Wendell, either not noticing or not caring about this deeply unsettling form of appropriation, swept his cloak to one side in his usual dramatic fashion and bowed to the boggart. “Forgive me,” he said. “Only I thought you would appreciate a little adornment for your tower.”

“It’s a ruin,” the boggart said in a peevish voice that had a great deal of Lord Taran’s aristocratic tenor in it. “I like it that way. And I could not care less about silver—I am not of your realm.”

“As you wish,” Wendell said, and the mirrors vanished.

“As you say, you are not of my realm,” he went on. “So I cannot command you. But you have served my family for generations, as I understand it. And so I have come to beg a favour, placing my hopes in old loyalties.”

“Yes, yes,” the boggart said. “Let’s have a look at you, shall we?”

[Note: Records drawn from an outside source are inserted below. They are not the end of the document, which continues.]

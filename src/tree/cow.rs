//! Internal handling for clone-on-write, and the tree's freeze state
//!
//! There are two unrelated notions of "frozen" here. A *node* is frozen when it's shared between
//! more than one tree (i.e. its reference count is above one), and is unfrozen by replacing it
//! with a clone -- this happens automatically, in [`auto_clone`]. A *tree* is frozen according to
//! its [`FreezeMode`], and that state is either permanent (after [`IndexedTree::freeze`]) or lasts
//! only for the duration of a callback or mutation.
//!
//! [`IndexedTree::freeze`]: crate::IndexedTree::freeze

use std::cell::Cell;
use std::rc::Rc;

use rustc_hash::FxHashSet;

use super::node::{Node, NodeId, NodeRef};
use super::{Core, Ctx};
use crate::error::TreeError;

/// The current mutability of an [`IndexedTree`](crate::IndexedTree)
#[derive(Debug, Copy, Clone, PartialEq, Eq)]
pub enum FreezeMode {
    Mutable,
    /// Permanently read-only. Clones of the tree start out mutable.
    Frozen,
    /// A pre-change listener is running
    FrozenDuringCallback,
    /// A mutation is in progress
    FrozenDuringMutation,
}

impl FreezeMode {
    /// Returns the error that a mutation attempted in this mode should produce, if any
    pub fn check_mutable(self) -> Result<(), TreeError> {
        match self {
            FreezeMode::Mutable => Ok(()),
            FreezeMode::Frozen => Err(TreeError::Frozen),
            FreezeMode::FrozenDuringCallback | FreezeMode::FrozenDuringMutation => {
                Err(TreeError::ConcurrentModification)
            }
        }
    }
}

/// Guard that holds a tree in a temporary freeze mode, restoring the previous mode on drop (even
/// if the operation panics)
pub(super) struct ModeGuard<'m> {
    mode: &'m Cell<FreezeMode>,
    restore: FreezeMode,
}

impl<'m> ModeGuard<'m> {
    /// Checks that the tree is mutable, then switches it to `during`
    pub(super) fn enter(mode: &'m Cell<FreezeMode>, during: FreezeMode) -> Result<Self, TreeError> {
        let restore = mode.get();
        restore.check_mutable()?;
        mode.set(during);
        Ok(ModeGuard { mode, restore })
    }
}

impl Drop for ModeGuard<'_> {
    fn drop(&mut self) {
        self.mode.set(self.restore);
    }
}

/// Returns a mutable reference to the node in `slot`, first replacing it with an unshared clone if
/// it was shared
///
/// `parent` is the node that holds `slot`, or `None` if `slot` is the root. Replacement is
/// reported to observers as the old node leaving and the new node arriving in its place.
pub(super) fn auto_clone<'n, T: Clone, K: Clone>(
    slot: &'n mut NodeRef<T, K>,
    parent: Option<NodeId>,
    ctx: &mut Ctx<T, K>,
) -> &'n mut Node<T, K> {
    if Rc::get_mut(slot).is_none() {
        let fresh = Rc::new(slot.detached_clone());
        debug_println!("auto_clone: {:?} -> {:?}", slot.id(), fresh.id());

        if ctx.notify.is_active() {
            ctx.notify.content_removed(slot);
            ctx.notify.content_added(&fresh);
            match parent {
                Some(p) => {
                    ctx.notify.node_removed(slot.id(), p);
                    ctx.notify.node_added(fresh.id(), p);
                }
                None => ctx.notify.root_changed(Some(&fresh), false),
            }
        }

        *slot = fresh;
    }

    match Rc::get_mut(slot) {
        Some(node) => node,
        None => unreachable!("freshly cloned node must be unique"),
    }
}

/// Copies every node of the subtree, so that none of its [`NodeId`]s are shared with `node`
pub(super) fn deep_copy<T: Clone, K: Clone>(node: &Node<T, K>) -> NodeRef<T, K> {
    let mut copy = node.detached_clone();
    if let Some(inner) = copy.as_inner_mut() {
        for e in &mut inner.entries {
            e.node = deep_copy(&e.node);
        }
    }
    Rc::new(copy)
}

impl<T: Clone, K: Clone> Core<T, K> {
    /// Replaces every repeated occurrence of a node within this tree with a deep copy, so that each
    /// [`NodeId`] appears at most once. Returns whether anything was replaced.
    ///
    /// Appending a tree to itself (or to a section copied out of it) links the same nodes in more
    /// than one place. That's harmless for the tree, but observers identify nodes by id.
    pub(super) fn unalias(&mut self) -> bool {
        let mut seen = FxHashSet::default();
        let fresh = match &self.root {
            Some(root) => unalias_in(root, &mut seen),
            None => None,
        };
        let changed = fresh.is_some();
        if let Some(root) = fresh {
            self.root = Some(root);
        }
        changed
    }
}

/// Returns a replacement for `node` if it, or anything below it, was already in `seen`
fn unalias_in<T: Clone, K: Clone>(
    node: &NodeRef<T, K>,
    seen: &mut FxHashSet<NodeId>,
) -> Option<NodeRef<T, K>> {
    if !seen.insert(node.id()) {
        return Some(deep_copy(node));
    }

    let mut copy: Option<Node<T, K>> = None;
    if let Some(inner) = node.as_inner() {
        for (c, e) in inner.entries.iter().enumerate() {
            let Some(fresh) = unalias_in(&e.node, seen) else {
                continue;
            };
            let copy = copy.get_or_insert_with(|| node.detached_clone());
            if let Some(entry) = copy.as_inner_mut().and_then(|n| n.entries.get_mut(c)) {
                entry.node = fresh;
            }
        }
    }
    copy.map(Rc::new)
}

He folded his arms and paced around Wendell, examining him from every angle with a frown, even bending to examine his knees from the back. At one point, the boggart brushed his golden hair from his eyes in a gesture that was so like Wendell’s that I felt briefly queasy.

“You have only grown more like your mother,” the boggart said at last, looking disappointed. “The first one. I did not care for either of your mothers. The first was a dull little thing, the second a clumsy half mortal. This queen seems no better.” He came closer to me, looking me up and down as a glint of mischief came into his eyes. “But mortals can be entertaining. And they do not break as easily as some think.”

Wendell’s expression went from one of bemusement to towering fury with such abruptness that both Taran and I fell back a step; Taran afterwards looked as annoyed as a cat following a moment of gracelessness. There came a terrible rumbling sound, coupled with that same wet rustling with which I am all too familiar, as if the attentive oaks were uprooting themselves en masse and lumbering in our direction.

“You are speaking to a queen of Faerie,” Wendell said, and it seemed as if the rustling leaves were in his voice. I suppressed the urge to take another step away from him.

I don’t know what would have happened next if the boggart had not backed down, but back down he did. He held up his hands and laughed.

“I see it now!” he cried. “Yes, yes, you are your great-grandmother all over again. I was terribly fond of her. In fact, she has always been my favourite. A pity her eldest son slew her when he grew tired of waiting for the throne. Ah, but I came to love him too.”

The bloody rumbling noise had stopped, but given Wendell’s expression, I still felt it prudent to interpose myself between him and the boggart. I tried to organize my scattered thoughts—I am well-read on the subject of boggarts, and have encountered them on two occasions myself, and thus I was not overly nervous to take the initiative in the conversation.

“You are indeed correct,” I said. “The king is like his great-grandmother in many ways.”

“Really?” The boggart looked even more delighted. “Does he have a fondness for iced pears? We would eat iced pears together on many an evening, the queen and I.”